YOUR INSTRUCTIONS. The answer must consist of the listing, reproduced exactly.

DATA TO PROCESS.

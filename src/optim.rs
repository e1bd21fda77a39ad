//! Local search algorithms

mod base;
mod first_choice;
mod hill_climbing;
mod random_restart;
mod simulated_annealing;

pub use base::LocalSearchOptimizer;
pub use first_choice::FirstChoiceOptimizer;
pub use hill_climbing::SteepestAscentOptimizer;
pub use random_restart::{DEFAULT_RESTARTS, RandomRestartOptimizer};
pub use simulated_annealing::{CoolingSchedule, ExpSchedule, SimulatedAnnealingOptimizer};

WRITTEN SOLUTION.
filename src/optim.rs
repository e1bd21fda77a39ad
//! Local search algorithms

mod base;
mod first_choice;
mod hill_climbing;
mod random_restart;
mod simulated_annealing;

pub use base::LocalSearchOptimizer;
pub use first_choice::FirstChoiceOptimizer;
pub use hill_climbing::SteepestAscentOptimizer;
pub use random_restart::{DEFAULT_RESTARTS, RandomRestartOptimizer};
pub use simulated_annealing::{CoolingSchedule, ExpSchedule, SimulatedAnnealingOptimizer};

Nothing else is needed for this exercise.